With the newest release of TensorFlow 2.9, the open source, end-to-end platform for machine learning, the performance improvements are turned on by default. This applies to all Linux x86 packages and for CPUs with neural-network-focused hardware features (like AVX512_VNNI, AVX512_BF16, and AMX vector and matrix extensions that maximise AI performance through efficient compute resource usage, improved cache utilisation and efficient numeric formatting) found on 2nd Gen Intel® Xeon® Scalable processors and newer CPUs.

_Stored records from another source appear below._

//! Mesero Panel - terminal UI for the waiter
//!
//! Left pane: the order form (quantities, running total, submit).
//! Right pane: the live mesa grid refreshed by the status poller.
//! Run: `mesero-tui` (reads `SERVER_URL`, `MENU_PATH`, `LOG_DIR`, `.env`)

mod app;
mod logger;
mod menu;
mod ui;

use app::{App, InputMode, Pane};
use crossterm::{
    event::{self, Event, KeyCode, KeyEventKind},
    execute,
    terminal::{EnterAlternateScreen, LeaveAlternateScreen, disable_raw_mode, enable_raw_mode},
};
use mesero_client::{ClientConfig, ClientResult, MesaPoller, PanelClient, RefreshUpdate, SubmitOutcome};
use ratatui::prelude::*;
use shared::order::{HINT_EMPTY, OrderForm};
use std::io::{self, Stdout};
use std::path::Path;
use std::time::Duration;
use tokio::sync::mpsc;
use tokio_util::sync::CancellationToken;
use tui_input::backend::crossterm::EventHandler;

/// Outcome of a background submission task
struct SubmitReport {
    mesa: String,
    result: ClientResult<SubmitOutcome>,
}

#[tokio::main]
async fn main() -> anyhow::Result<()> {
    dotenv::dotenv().ok();
    logger::init(std::env::var("LOG_DIR").ok().as_deref())?;

    let config = ClientConfig::from_env();
    tracing::info!(server = %config.base_url, "Mesero panel iniciando");

    let menu_path = std::env::var("MENU_PATH").unwrap_or_else(|_| "menu.json".into());
    let entries = match menu::load_menu(Path::new(&menu_path)) {
        Ok(entries) => entries,
        Err(e) => {
            // an empty form still renders; the waiter sees the mesas
            tracing::warn!(error = %e, "Menú no disponible, formulario vacío");
            Vec::new()
        }
    };

    let client = config.build_client()?;
    let poller = MesaPoller::new(client.clone(), config.poll_interval);

    let (update_tx, mut update_rx) = mpsc::channel(16);
    let cancel = CancellationToken::new();
    tokio::spawn(poller.run(update_tx, cancel.clone()));

    // Setup terminal
    enable_raw_mode()?;
    let mut stdout = io::stdout();
    execute!(stdout, EnterAlternateScreen)?;
    let backend = CrosstermBackend::new(stdout);
    let mut terminal = Terminal::new(backend)?;

    let mut app = App::new(OrderForm::from_menu(&entries));
    let res = run_app(&mut terminal, &mut app, &client, &mut update_rx).await;

    cancel.cancel();

    // Restore terminal
    disable_raw_mode()?;
    execute!(terminal.backend_mut(), LeaveAlternateScreen)?;
    terminal.show_cursor()?;

    res
}

async fn run_app(
    terminal: &mut Terminal<CrosstermBackend<Stdout>>,
    app: &mut App,
    client: &PanelClient,
    update_rx: &mut mpsc::Receiver<RefreshUpdate>,
) -> anyhow::Result<()> {
    let (submit_tx, mut submit_rx) = mpsc::channel::<SubmitReport>(4);

    loop {
        terminal.draw(|f| ui::ui(f, app))?;
        if app.should_quit {
            return Ok(());
        }

        if event::poll(Duration::from_millis(100))?
            && let Event::Key(key) = event::read()?
            && matches!(key.kind, KeyEventKind::Press | KeyEventKind::Repeat)
        {
            match app.input_mode {
                InputMode::Normal => handle_normal_key(app, key.code, client, &submit_tx),
                InputMode::Editing => match key.code {
                    KeyCode::Enter => app.commit_editing(),
                    KeyCode::Esc => app.cancel_editing(),
                    _ => {
                        app.qty_input.handle_event(&Event::Key(key));
                    }
                },
            }
        }

        // Poll for refresh updates and submission outcomes (non-blocking)
        while let Ok(update) = update_rx.try_recv() {
            app.apply_update(update);
        }
        while let Ok(report) = submit_rx.try_recv() {
            apply_submit_report(app, report);
        }
    }
}

fn handle_normal_key(
    app: &mut App,
    code: KeyCode,
    client: &PanelClient,
    submit_tx: &mpsc::Sender<SubmitReport>,
) {
    match code {
        KeyCode::Char('q') | KeyCode::Esc => app.should_quit = true,
        KeyCode::Tab => app.toggle_focus(),
        KeyCode::Up => app.select_previous(),
        KeyCode::Down => app.select_next(),
        KeyCode::Char('+') => app.adjust_selected(1),
        KeyCode::Char('-') => app.adjust_selected(-1),
        KeyCode::Char('e') => {
            if app.focus == Pane::Menu {
                app.begin_editing();
            }
        }
        KeyCode::Char('c') => app.clear_all(),
        KeyCode::Enter => {
            if app.focus == Pane::Mesas {
                app.open_selected_mesa();
            }
        }
        KeyCode::Char('s') => submit_order(app, client, submit_tx),
        _ => {}
    }
}

/// Kick off a submission for the open mesa
///
/// The empty-order guard lives in the client: it reports `Blocked`
/// without sending anything.
fn submit_order(app: &mut App, client: &PanelClient, submit_tx: &mpsc::Sender<SubmitReport>) {
    let Some(mesa) = app.active_mesa.clone() else {
        tracing::warn!("No hay mesa abierta para enviar el pedido");
        app.show_toast("Abre una mesa primero".into());
        return;
    };

    let rows = app.form.rows().to_vec();
    let summary = app.summary.clone();
    let client = client.clone();
    let tx = submit_tx.clone();

    tokio::spawn(async move {
        let result = client.submit_order(mesa.id, &rows, &summary).await;
        let _ = tx
            .send(SubmitReport {
                mesa: mesa.numero,
                result,
            })
            .await;
    });
}

fn apply_submit_report(app: &mut App, report: SubmitReport) {
    match report.result {
        Ok(SubmitOutcome::Sent) => {
            app.show_toast(format!("Pedido enviado a Mesa {}", report.mesa));
            // start a fresh form for the next pedido
            app.clear_all();
        }
        Ok(SubmitOutcome::Blocked) => {
            app.show_toast(HINT_EMPTY.to_string());
        }
        Err(e) => {
            tracing::error!(error = %e, "No se pudo enviar el pedido");
            app.show_toast("Error enviando el pedido".into());
        }
    }
}
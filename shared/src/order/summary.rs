//! Derived order summary

use crate::money;
use rust_decimal::Decimal;

/// Hint shown once at least one item is selected
pub const HINT_READY: &str = "Listo para enviar ✅";
/// Hint shown while the form is empty
pub const HINT_EMPTY: &str = "Selecciona al menos 1 producto";

const SUMMARY_PREFIX: &str = "Resumen: ";
const SUMMARY_SEPARATOR: &str = " • ";

/// Snapshot of the order form totals, recomputed on every change
///
/// A pure value object: the rendering layer reads its display
/// accessors and applies them. Computing it twice over unchanged rows
/// yields an identical summary.
#[derive(Debug, Clone, PartialEq, Default)]
pub struct OrderSummary {
    /// Sum of quantities over selected rows
    pub count: i64,
    /// Sum of price x quantity over selected rows
    pub total: Decimal,
    /// One `"{qty}x {name}"` descriptor per selected row, in row order
    pub lines: Vec<String>,
}

impl OrderSummary {
    /// Displayed item count
    pub fn count_display(&self) -> String {
        self.count.to_string()
    }

    /// Total formatted as whole Colombian pesos, e.g. `"$28.500"`
    pub fn total_display(&self) -> String {
        money::format_cop(self.total)
    }

    /// Joined summary line, or empty when nothing is selected
    pub fn summary_line(&self) -> String {
        if self.lines.is_empty() {
            String::new()
        } else {
            format!("{}{}", SUMMARY_PREFIX, self.lines.join(SUMMARY_SEPARATOR))
        }
    }

    /// Readiness hint; reflects exactly the submit condition
    pub fn hint(&self) -> &'static str {
        if self.can_submit() { HINT_READY } else { HINT_EMPTY }
    }

    /// Submission is allowed iff at least one item is selected
    pub fn can_submit(&self) -> bool {
        self.count > 0
    }
}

These optimisations enabled by oneDNN accelerate key performance-intensive operations such as convolution, matrix multiplication and batch normalisation, with up to 3 times performance improvements compared to versions without oneDNN acceleration. Those improvements are delivered by the Intel® oneAPI Deep Neural Network Library (oneDNN), which boosts performance-intensive procedures such as batch normalisation, convolution and matrix multiplication. This gives TensorFlow developers and practitioners working on deep learning applications and frameworks, a substantive acceleration to the performance of their work without them needing to change any of their code. The enhanced performance has implications for a range of use cases from image recognition to medical diagnosis.
“Thanks to the years of close engineering collaboration between Intel and Google, optimisations in the oneDNN library are now default for x86 CPU packages in TensorFlow…This is a critical step to deliver faster AI inference and training and will help drive AI everywhere,” said Wei Li, Intel vice president and general manager for AI and Analytics.